ROB HAGGART: Hey, Tim, how are you?
TIM HETHERINGTON: Rob, I'm very well, man.
Good. Did you find a way into Libya?
Ah, I'm still trying to work out what to do. I mean, I've got a potential way in, but—I mean the thing is, the situation is moving so fast it's very hard to know whether it's a good call or not.
That's the main thing at the moment.
And do you have an assignment or are you just going to go?
Yeah, it's like a top-shelf documentary film. A director who I know who—and I said I wanted to go in. The problem is, unlike making still photographs, you don’t know what you’ll get in this kind of situation.
When it's so fast moving, it's very hard to structure a kind of narrative. It's difficult to find characters—you know what I mean? I have no idea what's going to happen. It's like a complete fishing trip, so it's also, like, not wanting to—for them back in New York, the director—for them to understand clearly that that’s what it is.
Right, they probably don't understand that or maybe just basing it on your previous documentaries, right?

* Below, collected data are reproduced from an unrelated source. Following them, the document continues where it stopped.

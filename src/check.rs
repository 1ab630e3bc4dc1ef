//! Presence checks over raw connector configuration.
//!
//! Keys may be dotted paths (`"connection.url"`) that walk nested objects.
//! A key is missing when the path does not resolve or resolves to `null`.

use serde_json::Value;

use crate::errors::{Result, XaSinkError};

pub const CHECK_SUCCESS: &str = "All check is success";

#[derive(Debug, Clone, PartialEq, Eq)]
pub struct CheckResult {
    success: bool,
    message: String,
}

impl CheckResult {
    pub fn success() -> Self {
        Self {
            success: true,
            message: CHECK_SUCCESS.to_string(),
        }
    }

    pub fn error(message: impl Into<String>) -> Self {
        Self {
            success: false,
            message: message.into(),
        }
    }

    pub fn is_success(&self) -> bool {
        self.success
    }

    pub fn message(&self) -> &str {
        &self.message
    }

    /// Converts a failed check into [`XaSinkError::InvalidConfig`].
    pub fn into_result(self) -> Result<()> {
        if self.success {
            Ok(())
        } else {
            Err(XaSinkError::InvalidConfig(self.message))
        }
    }
}

fn lookup<'a>(config: &'a Value, key: &str) -> Option<&'a Value> {
    key.split('.')
        .try_fold(config, |node, segment| node.get(segment))
        .filter(|value| !value.is_null())
}

/// Fails unless every key in `keys` is present and non-null. The message
/// lists all missing keys.
pub fn check(config: &Value, keys: &[&str]) -> CheckResult {
    let missing: Vec<&str> = keys
        .iter()
        .copied()
        .filter(|key| lookup(config, key).is_none())
        .collect();
    if missing.is_empty() {
        CheckResult::success()
    } else {
        CheckResult::error(format!(
            "please specify [{}] as non-empty",
            missing.join(",")
        ))
    }
}

/// Succeeds if at least one key in `keys` is present, or if `keys` is empty.
pub fn check_one(config: &Value, keys: &[&str]) -> CheckResult {
    if keys.is_empty() {
        return CheckResult {
            success: true,
            message: String::new(),
        };
    }
    if keys.iter().any(|key| lookup(config, key).is_some()) {
        CheckResult::success()
    } else {
        CheckResult::error(format!(
            "please specify at least one config of [{}] as non-empty",
            keys.join(",")
        ))
    }
}

/// Succeeds iff every result succeeded; otherwise joins all failure messages.
pub fn merge_check_message(results: &[CheckResult]) -> CheckResult {
    let failures: Vec<&str> = results
        .iter()
        .filter(|result| !result.success)
        .map(|result| result.message.as_str())
        .collect();
    if failures.is_empty() {
        CheckResult::success()
    } else {
        CheckResult::error(failures.join(","))
    }
}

I just don't want to set myself up for them thinking that they're going to get something and then they don't, because it's impossible—it may be impossible to do what they want out of that. No second chances— like it's so fast moving, it's pretty crazy what's going on. In terms of the government moving very close to Benghazi and who knows whether Benghazi is going to fall or whether the rebels will counter-attack or whether Gaddafi will buy people out in the town, you know what I mean?